+++ EXTRACTED MATERIAL +++

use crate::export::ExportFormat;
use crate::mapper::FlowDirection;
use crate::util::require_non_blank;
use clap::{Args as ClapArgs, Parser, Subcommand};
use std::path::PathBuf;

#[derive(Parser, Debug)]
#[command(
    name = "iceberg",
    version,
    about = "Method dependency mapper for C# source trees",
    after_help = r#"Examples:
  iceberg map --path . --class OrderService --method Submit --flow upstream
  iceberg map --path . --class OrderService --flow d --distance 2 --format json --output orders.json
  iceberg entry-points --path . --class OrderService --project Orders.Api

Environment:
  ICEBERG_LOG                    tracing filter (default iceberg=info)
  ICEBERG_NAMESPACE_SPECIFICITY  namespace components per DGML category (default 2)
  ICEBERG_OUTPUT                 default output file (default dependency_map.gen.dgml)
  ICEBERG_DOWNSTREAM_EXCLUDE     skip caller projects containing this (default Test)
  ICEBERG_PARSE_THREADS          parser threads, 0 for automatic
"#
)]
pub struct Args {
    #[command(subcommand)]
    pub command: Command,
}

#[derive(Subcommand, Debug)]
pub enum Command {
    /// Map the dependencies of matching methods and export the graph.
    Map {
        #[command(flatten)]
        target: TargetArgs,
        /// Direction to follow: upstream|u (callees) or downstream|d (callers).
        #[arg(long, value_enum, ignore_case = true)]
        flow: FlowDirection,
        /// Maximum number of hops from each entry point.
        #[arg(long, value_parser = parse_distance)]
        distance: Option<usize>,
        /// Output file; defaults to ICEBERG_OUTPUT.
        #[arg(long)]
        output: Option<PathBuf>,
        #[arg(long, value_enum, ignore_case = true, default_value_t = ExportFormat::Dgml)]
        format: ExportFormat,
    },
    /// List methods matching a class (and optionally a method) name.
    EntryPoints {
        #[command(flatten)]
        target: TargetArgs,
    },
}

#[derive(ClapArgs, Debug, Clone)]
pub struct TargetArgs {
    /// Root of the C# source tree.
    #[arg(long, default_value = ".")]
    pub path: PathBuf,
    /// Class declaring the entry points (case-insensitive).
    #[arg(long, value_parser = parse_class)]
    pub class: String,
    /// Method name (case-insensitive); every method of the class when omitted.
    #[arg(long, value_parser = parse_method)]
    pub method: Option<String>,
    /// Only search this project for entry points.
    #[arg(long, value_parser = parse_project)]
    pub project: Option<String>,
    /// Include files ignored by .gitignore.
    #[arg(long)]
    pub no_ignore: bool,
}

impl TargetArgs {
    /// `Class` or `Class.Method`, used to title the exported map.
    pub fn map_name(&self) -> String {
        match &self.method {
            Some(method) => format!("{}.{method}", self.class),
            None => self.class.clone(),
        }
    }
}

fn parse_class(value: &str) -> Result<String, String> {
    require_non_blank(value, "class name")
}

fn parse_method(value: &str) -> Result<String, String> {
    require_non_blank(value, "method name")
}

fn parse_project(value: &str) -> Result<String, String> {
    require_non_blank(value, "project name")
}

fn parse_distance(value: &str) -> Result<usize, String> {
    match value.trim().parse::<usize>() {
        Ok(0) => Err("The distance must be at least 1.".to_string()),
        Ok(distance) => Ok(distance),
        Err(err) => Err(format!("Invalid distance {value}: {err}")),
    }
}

+++
+++ EXTRACTED MATERIAL +++

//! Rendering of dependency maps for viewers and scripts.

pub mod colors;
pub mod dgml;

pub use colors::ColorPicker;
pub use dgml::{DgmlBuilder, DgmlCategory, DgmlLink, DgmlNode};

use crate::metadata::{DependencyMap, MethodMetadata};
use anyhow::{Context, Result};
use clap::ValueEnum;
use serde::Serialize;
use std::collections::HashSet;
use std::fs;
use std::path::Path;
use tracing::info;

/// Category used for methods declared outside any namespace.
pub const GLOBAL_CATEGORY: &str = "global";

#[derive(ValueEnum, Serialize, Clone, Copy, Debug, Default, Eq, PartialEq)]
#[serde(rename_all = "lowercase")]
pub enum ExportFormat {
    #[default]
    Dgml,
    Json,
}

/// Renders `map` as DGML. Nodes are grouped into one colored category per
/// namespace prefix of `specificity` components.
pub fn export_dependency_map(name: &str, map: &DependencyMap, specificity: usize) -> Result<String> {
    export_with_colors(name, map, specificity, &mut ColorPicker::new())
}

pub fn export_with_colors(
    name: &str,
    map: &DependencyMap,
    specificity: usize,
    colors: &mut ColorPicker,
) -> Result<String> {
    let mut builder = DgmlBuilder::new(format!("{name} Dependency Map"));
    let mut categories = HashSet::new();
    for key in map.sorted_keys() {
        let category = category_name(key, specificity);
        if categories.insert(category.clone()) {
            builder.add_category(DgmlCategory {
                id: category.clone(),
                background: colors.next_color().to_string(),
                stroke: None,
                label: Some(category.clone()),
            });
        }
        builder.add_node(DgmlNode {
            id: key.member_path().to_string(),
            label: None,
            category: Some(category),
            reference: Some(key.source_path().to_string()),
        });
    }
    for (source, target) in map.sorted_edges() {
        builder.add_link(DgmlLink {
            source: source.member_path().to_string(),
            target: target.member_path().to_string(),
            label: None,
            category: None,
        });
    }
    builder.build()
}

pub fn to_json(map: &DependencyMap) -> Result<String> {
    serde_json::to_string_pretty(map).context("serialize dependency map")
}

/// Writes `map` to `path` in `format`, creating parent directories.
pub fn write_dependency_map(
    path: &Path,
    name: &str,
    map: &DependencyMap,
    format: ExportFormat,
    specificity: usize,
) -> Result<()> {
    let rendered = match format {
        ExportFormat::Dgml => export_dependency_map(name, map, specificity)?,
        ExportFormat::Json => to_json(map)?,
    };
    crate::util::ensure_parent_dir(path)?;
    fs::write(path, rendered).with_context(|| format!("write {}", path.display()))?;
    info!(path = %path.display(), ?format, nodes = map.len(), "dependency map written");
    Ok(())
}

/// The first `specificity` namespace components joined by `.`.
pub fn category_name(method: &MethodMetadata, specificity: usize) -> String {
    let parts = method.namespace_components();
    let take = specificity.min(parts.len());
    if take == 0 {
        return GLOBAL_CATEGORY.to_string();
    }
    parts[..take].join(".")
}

+++

> GOAL OF THE EXERCISE
Find the word "DgmlCategory" in the records. Copy every line it appears in.

> THE ANSWER
pub use dgml::{DgmlBuilder, DgmlCategory, DgmlLink, DgmlNode};
            builder.add_category(DgmlCategory {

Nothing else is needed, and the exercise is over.